| Papa
a mexicanos: Sean como Juan Diego
MÉXICO
DF, 31 Jul. 02 (ACI).-
Anoche, al arribar a ciudad de México, el Papa Juan Pablo II dirigió un
emotivo mensaje a los mexicanos en el que expresó
su alegría y agradecimiento por esta quinta visita, y pidió a Dios "que
los haga como
Juan Diego".
En
el primer discurso de su quinta visita a México, el
Santo Padre recordó que fue en este país donde "inicié
mi apostolado itinerante que, como Sucesor del apóstol
Pedro, me ha llevado a tantas partes del mundo, acercándome
así a muchos hombres y mujeres para confirmarles en la fe en Jesucristo salvador".
Tras
señalar sus visitas a Toronto y Guatemala, el Papa
resaltó que "con gran gozo, canonizaré a Juan Diego
y, al día siguiente beatificaré a otros dos compatriotas
vuestros: Juan Bautista y Jacinto de los Ángeles,
que se unen así a los hermosos ejemplos de santidad
en estas queridas tierras americanas, donde
el mensaje cristiano ha sido acogido con corazón abierto,
ha impregnado sus culturas y ha dado abundantes frutos".
Luego,
el Pontífice agradeció las palabras de bienvenida
que le dirigió el Presidente Vicente Fox; y agregó
que "a ellas deseo corresponder renovando una vez
más mis sentimientos
de afecto y estima por este pueblo, rico de historia
y de culturas ancestrales, y animando a todos a comprometerse
en la construcción de una Patria siempre renovada
y en constante progreso"
Juan
Pablo II exhortó a todos los méxicanos a "continuad siendo fieles, alentados por
los maravillosos ejemplos de santidad surgidos en
esta noble Nación. ¡Sed santos!" e improvisó un sonoro
"¡México siempre fiel!".
Testimonio de Juan
Diego ayudará a construir nuevo México
MÉXICO DF, 31
Jul. 02 (ACI).-
El Papa
Juan Pablo II aseguró que el testimonio
de Juan
Diego "debe seguir impulsando la construcción
de la nación mexicana, promover la fraternidad
entre todos sus hijos y favorecer cada vez más
la reconciliación de México con sus
orígenes, sus valores y tradiciones".
Durante la homilía
que pronunció en la ceremonia de canonización
del amado indígena, el Santo Padre afirmó
que Juan Diego fue "el indio sencillo y humilde que
contempló el rostro dulce y sereno de la Virgen
del Tepeyac, tan querido por los pueblos de México".
"¿Cómo era Juan
Diego? ¿Por qué Dios se fijó en él?",
preguntó el Papa. "Es conmovedor leer los relatos
guadalupanos", donde la Virgen "se manifiesta a Juan
Diego como la Madre del verdadero Dios.
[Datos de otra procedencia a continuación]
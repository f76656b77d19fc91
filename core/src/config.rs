use serde::{Deserialize, Serialize};

pub const MAX_RESULT_DOCUMENT_COUNT: usize = 5;
pub const DEFAULT_SHARD_COUNT: usize = 100;
/// Relevances closer than this are ranked by rating instead.
pub const RELEVANCE_EPSILON: f64 = 1e-6;

/// Tunables of a [`SearchServer`](crate::SearchServer).
#[derive(Debug, Clone, Copy, PartialEq, Serialize, Deserialize)]
#[serde(default)]
pub struct SearchConfig {
    /// Number of documents returned by a top-K query.
    pub max_results: usize,
    /// Lock shards used to accumulate relevance in parallel queries.
    pub shard_count: usize,
    pub relevance_epsilon: f64,
}

impl Default for SearchConfig {
    fn default() -> Self {
        Self {
            max_results: MAX_RESULT_DOCUMENT_COUNT,
            shard_count: DEFAULT_SHARD_COUNT,
            relevance_epsilon: RELEVANCE_EPSILON,
        }
    }
}

impl SearchConfig {
    pub fn with_max_results(mut self, max_results: usize) -> Self {
        self.max_results = max_results;
        self
    }

    pub fn with_shard_count(mut self, shard_count: usize) -> Self {
        self.shard_count = shard_count.max(1);
        self
    }
}
//! Detection of documents built from the same set of words.

use crate::document::DocId;
use crate::index::WordFreqs;
use crate::server::SearchServer;
use std::collections::{BTreeSet, HashSet};

/// Ids whose term set (frequencies and order ignored) was already seen earlier in `ids`.
/// The first document with a given term set is never reported.
pub fn find_duplicates<'a, I, F>(ids: I, word_frequencies: F) -> Vec<DocId>
where
    I: IntoIterator<Item = DocId>,
    F: Fn(DocId) -> &'a WordFreqs,
{
    let mut seen: HashSet<BTreeSet<&'a str>> = HashSet::new();
    let mut duplicates = Vec::new();
    for id in ids {
        let terms: BTreeSet<&str> = word_frequencies(id).keys().map(String::as_str).collect();
        if !seen.insert(terms) {
            duplicates.push(id);
        }
    }
    duplicates
}

/// Remove every duplicate document from the server, returning the removed ids in
/// ascending order. Ids are scanned in ascending order, so the lowest id of each group of
/// identical word sets is kept whatever the insertion order was.
pub fn remove_duplicates(server: &mut SearchServer) -> Vec<DocId> {
    let view: &SearchServer = server;
    let mut ids: Vec<DocId> = view.iter().collect();
    ids.sort_unstable();
    let duplicates = find_duplicates(ids, move |id| view.word_frequencies(id));
    for &id in &duplicates {
        tracing::info!(doc_id = id, "found duplicate document");
        server.remove_document(id);
    }
    duplicates
}

#[cfg(test)]
mod tests {
    use super::*;
    use crate::document::DocumentStatus;

    #[test]
    fn later_copy_is_removed() {
        let mut server = SearchServer::from_stop_words_text("and with").unwrap();
        let docs = [
            (1, "funny pet and nasty rat"),
            (2, "funny pet with curly hair"),
            (3, "funny pet with curly hair"),
            (4, "funny pet and curly hair"),
            (5, "funny funny pet and nasty nasty rat"),
            (6, "funny pet and not very nasty rat"),
            (7, "very nasty rat and not very funny pet"),
            (8, "pet with rat and rat and rat"),
            (9, "nasty rat with curly hair"),
        ];
        for (id, text) in docs {
            server.add_document(id, text, DocumentStatus::Actual, &[1, 2]).unwrap();
        }
        assert_eq!(server.document_count(), 9);

        assert_eq!(remove_duplicates(&mut server), vec![3, 4, 5, 7]);
        assert_eq!(server.document_count(), 5);
        assert_eq!(server.iter().collect::<Vec<_>>(), vec![1, 2, 6, 8, 9]);
        assert!(remove_duplicates(&mut server).is_empty());
    }

    #[test]
    fn lowest_id_is_kept_regardless_of_insertion_order() {
        let mut server = SearchServer::default();
        server.add_document(5, "cat dog", DocumentStatus::Actual, &[]).unwrap();
        server.add_document(2, "dog cat cat", DocumentStatus::Actual, &[]).unwrap();
        server.add_document(9, "bird", DocumentStatus::Actual, &[]).unwrap();
        server.add_document(7, "cat dog dog", DocumentStatus::Actual, &[]).unwrap();

        assert_eq!(remove_duplicates(&mut server), vec![5, 7]);
        assert_eq!(server.iter().collect::<Vec<_>>(), vec![2, 9]);
        assert_eq!(server.document_id(0), Ok(2));
    }

    #[test]
    fn find_duplicates_follows_given_order() {
        let mut server = SearchServer::default();
        server.add_document(1, "a b", DocumentStatus::Actual, &[]).unwrap();
        server.add_document(2, "b a", DocumentStatus::Actual, &[]).unwrap();
        let found = find_duplicates([2, 1], |id| server.word_frequencies(id));
        assert_eq!(found, vec![1]);
    }
}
Ella le regala,
como señal, unas rosas preciosas y él,
al mostrarlas al obispo, descubre grabada en su tilma
la bendita imagen de Nuestra Señora".
"Juan Diego -continuó-,
al acoger el mensaje cristiano sin renunciar a su
identidad indígena, descubrió la profunda
verdad de la nueva humanidad, en la que todos están
llamados a ser hijos de Dios en Cristo. Así
facilitó el encuentro fecundo de dos mundos
y se convirtió en protagonista de la nueva
identidad mexicana, íntimamente unida a
la Virgen de Guadalupe, cuyo rostro mestizo expresa
su maternidad espiritual que abraza a todos los mexicanos".
El Santo Padre subrayó
que "esta noble tarea de edificar un México
mejor, más justo y solidario, requiere la colaboración
de todos. En particular, es necesario apoyar hoy a
los indígenas en sus legítimas aspiraciones,
respetando y defendiendo los auténticos valores
de cada grupo étnico. ¡México necesita
a sus indígenas y los indígenas necesitan
a México!".
"En este momento decisivo
de la historia de México, cruzado ya el umbral
del nuevo milenio, encomiendo a la valiosa intercesión
de San Juan Diego los gozos y esperanzas, los
temores y las angustias del querido pueblo mexicano,
que llevo tan dentro de mi corazón. ¡Bendito
Juan Diego, indio bueno y cristiano -concluyó-,
a quien el pueblo sencillo ha tenido siempre por varón
santo! Te pedimos que acompañes a la Iglesia
peregrina en México, para que cada día
sea más evangelizadora y misionera".
Juan Diego es primer
indígena declarado santo en América
VATICANO, 31 Jul. 02
(ACI).- En
una intensa ceremonia de canonización en la
abarrotada Basílica de Guadalupe, el Papa
Juan Pablo II convirtió a Juan
Diego Cuauhtlatoatzin en el primer santo indígena
del continente americano.
Entre cardenales, obispos,
autoridades políticas y civiles, católicos
de toda edad y representantes de las distintas
etnias que conviven en el país, el Santo
Padre elevó a la santidad al vidente del Tepeyac.
Según cálculos
oficiales, unas 12 mil personas ingresaron a la basílica
y otras 30 mil siguieron la ceremonia desde la explanada
externa gracias a unas pantallas gigantes.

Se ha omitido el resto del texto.